◆ Task brief
Please give back word for word the lines of the material below between the line containing "pub fn enforce(&self)" and the line containing "fallback::remove(cx, self.backing(), path).await?;", inclusive.

◆ Data listing
- - - - -

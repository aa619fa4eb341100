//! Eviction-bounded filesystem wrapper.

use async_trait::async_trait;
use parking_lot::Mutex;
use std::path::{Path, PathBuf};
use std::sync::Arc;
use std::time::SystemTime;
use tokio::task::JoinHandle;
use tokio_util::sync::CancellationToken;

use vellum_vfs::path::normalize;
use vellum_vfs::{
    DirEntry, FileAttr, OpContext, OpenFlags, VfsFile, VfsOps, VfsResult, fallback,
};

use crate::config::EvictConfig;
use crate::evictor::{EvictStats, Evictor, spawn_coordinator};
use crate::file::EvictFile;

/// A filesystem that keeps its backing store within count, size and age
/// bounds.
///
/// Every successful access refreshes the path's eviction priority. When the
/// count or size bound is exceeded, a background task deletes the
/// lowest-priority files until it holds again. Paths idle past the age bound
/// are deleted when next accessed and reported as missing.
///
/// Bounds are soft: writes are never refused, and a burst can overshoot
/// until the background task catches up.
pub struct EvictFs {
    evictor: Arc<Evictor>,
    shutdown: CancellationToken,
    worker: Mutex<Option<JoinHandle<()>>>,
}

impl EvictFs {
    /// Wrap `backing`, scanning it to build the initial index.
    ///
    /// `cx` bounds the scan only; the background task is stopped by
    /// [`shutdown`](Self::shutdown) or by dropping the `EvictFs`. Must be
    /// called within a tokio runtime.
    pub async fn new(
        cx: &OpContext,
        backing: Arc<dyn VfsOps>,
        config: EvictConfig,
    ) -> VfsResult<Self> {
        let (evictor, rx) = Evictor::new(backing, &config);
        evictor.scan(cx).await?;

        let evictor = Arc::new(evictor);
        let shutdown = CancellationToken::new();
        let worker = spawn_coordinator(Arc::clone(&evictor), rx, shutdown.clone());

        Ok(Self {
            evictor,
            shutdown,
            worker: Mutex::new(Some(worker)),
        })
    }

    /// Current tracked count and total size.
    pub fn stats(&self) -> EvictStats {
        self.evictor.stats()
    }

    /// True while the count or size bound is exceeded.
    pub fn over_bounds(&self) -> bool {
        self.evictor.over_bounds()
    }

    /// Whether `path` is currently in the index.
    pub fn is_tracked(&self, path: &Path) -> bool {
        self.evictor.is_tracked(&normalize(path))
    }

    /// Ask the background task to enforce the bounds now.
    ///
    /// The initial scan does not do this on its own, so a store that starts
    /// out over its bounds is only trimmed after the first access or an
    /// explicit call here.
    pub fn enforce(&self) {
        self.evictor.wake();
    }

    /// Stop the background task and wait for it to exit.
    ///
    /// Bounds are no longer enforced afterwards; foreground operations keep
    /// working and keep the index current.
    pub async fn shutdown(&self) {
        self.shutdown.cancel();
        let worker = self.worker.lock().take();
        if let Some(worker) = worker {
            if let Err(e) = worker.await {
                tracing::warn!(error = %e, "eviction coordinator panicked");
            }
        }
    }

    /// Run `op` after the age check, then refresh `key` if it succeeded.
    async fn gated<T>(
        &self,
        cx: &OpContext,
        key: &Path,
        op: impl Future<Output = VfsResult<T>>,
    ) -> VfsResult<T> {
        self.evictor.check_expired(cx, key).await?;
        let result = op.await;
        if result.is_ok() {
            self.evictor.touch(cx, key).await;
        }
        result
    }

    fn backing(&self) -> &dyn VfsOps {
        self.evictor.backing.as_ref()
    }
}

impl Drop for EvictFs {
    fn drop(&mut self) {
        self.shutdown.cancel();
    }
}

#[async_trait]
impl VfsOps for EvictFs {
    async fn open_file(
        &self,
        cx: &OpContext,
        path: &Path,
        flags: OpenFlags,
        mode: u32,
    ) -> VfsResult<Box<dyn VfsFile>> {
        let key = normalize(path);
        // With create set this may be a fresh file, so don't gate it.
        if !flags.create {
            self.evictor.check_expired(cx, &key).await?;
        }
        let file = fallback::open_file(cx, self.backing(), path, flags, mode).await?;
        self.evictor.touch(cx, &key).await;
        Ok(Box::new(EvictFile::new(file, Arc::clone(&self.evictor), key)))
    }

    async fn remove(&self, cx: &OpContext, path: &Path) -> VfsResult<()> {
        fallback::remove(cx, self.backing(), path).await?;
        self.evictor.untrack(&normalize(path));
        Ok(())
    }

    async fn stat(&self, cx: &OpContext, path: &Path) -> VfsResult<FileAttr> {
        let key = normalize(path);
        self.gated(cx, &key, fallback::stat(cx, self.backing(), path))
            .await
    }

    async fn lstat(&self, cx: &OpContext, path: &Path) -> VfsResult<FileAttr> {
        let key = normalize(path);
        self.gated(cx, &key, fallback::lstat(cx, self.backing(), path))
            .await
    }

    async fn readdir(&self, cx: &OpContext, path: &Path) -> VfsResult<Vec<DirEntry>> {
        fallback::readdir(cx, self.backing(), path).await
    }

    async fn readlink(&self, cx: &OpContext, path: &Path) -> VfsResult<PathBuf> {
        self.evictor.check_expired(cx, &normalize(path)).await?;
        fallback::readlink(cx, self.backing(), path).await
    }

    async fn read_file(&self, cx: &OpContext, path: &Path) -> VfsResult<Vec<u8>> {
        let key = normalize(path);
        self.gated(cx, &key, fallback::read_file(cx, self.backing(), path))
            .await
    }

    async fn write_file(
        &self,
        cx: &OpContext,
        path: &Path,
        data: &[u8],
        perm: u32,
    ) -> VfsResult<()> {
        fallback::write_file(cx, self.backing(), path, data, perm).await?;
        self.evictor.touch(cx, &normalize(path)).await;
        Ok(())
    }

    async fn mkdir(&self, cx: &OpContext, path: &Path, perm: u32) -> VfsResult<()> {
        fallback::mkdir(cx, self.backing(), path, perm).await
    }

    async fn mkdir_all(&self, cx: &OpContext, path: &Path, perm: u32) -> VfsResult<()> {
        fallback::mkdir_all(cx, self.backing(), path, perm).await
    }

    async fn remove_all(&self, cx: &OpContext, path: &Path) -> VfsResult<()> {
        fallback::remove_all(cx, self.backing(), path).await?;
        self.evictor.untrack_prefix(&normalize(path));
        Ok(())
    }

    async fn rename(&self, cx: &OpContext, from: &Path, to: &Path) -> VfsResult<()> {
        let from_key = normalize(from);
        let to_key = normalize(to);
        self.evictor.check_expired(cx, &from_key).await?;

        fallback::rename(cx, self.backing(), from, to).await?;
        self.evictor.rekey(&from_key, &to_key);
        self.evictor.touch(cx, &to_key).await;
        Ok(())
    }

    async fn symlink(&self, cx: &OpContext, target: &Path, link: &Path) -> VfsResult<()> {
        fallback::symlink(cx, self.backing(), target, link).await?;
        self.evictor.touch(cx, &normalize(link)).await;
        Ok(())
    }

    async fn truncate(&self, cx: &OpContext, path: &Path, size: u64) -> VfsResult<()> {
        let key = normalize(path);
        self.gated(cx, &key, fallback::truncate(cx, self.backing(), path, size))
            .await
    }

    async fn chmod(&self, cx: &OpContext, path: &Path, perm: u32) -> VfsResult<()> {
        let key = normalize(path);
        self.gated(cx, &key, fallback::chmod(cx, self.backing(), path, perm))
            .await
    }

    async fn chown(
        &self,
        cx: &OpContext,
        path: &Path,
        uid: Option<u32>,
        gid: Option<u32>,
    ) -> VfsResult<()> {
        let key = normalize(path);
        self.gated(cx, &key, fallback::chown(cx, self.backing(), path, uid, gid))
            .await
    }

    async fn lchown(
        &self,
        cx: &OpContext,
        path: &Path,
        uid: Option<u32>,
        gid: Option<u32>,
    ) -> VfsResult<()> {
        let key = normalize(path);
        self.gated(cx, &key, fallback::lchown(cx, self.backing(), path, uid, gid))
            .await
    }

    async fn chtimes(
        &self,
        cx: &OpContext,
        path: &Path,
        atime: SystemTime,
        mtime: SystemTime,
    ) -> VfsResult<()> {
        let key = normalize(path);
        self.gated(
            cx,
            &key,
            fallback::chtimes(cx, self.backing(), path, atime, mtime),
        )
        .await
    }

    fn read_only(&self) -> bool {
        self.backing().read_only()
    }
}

- - - - -

◆ Exercise solution
    pub fn enforce(&self) {
        self.evictor.wake();
    }

    /// Stop the background task and wait for it to exit.
    ///
    /// Bounds are no longer enforced afterwards; foreground operations keep
    /// working and keep the index current.
    pub async fn shutdown(&self) {
        self.shutdown.cancel();
        let worker = self.worker.lock().take();
        if let Some(worker) = worker {
            if let Err(e) = worker.await {
                tracing::warn!(error = %e, "eviction coordinator panicked");
            }
        }
    }

    /// Run `op` after the age check, then refresh `key` if it succeeded.
    async fn gated<T>(
        &self,
        cx: &OpContext,
        key: &Path,
        op: impl Future<Output = VfsResult<T>>,
    ) -> VfsResult<T> {
        self.evictor.check_expired(cx, key).await?;
        let result = op.await;
        if result.is_ok() {
            self.evictor.touch(cx, key).await;
        }
        result
    }

    fn backing(&self) -> &dyn VfsOps {
        self.evictor.backing.as_ref()
    }
}

impl Drop for EvictFs {
    fn drop(&mut self) {
        self.shutdown.cancel();
    }
}

#[async_trait]
impl VfsOps for EvictFs {
    async fn open_file(
        &self,
        cx: &OpContext,
        path: &Path,
        flags: OpenFlags,
        mode: u32,
    ) -> VfsResult<Box<dyn VfsFile>> {
        let key = normalize(path);
        // With create set this may be a fresh file, so don't gate it.
        if !flags.create {
            self.evictor.check_expired(cx, &key).await?;
        }
        let file = fallback::open_file(cx, self.backing(), path, flags, mode).await?;
        self.evictor.touch(cx, &key).await;
        Ok(Box::new(EvictFile::new(file, Arc::clone(&self.evictor), key)))
    }

    async fn remove(&self, cx: &OpContext, path: &Path) -> VfsResult<()> {
        fallback::remove(cx, self.backing(), path).await?;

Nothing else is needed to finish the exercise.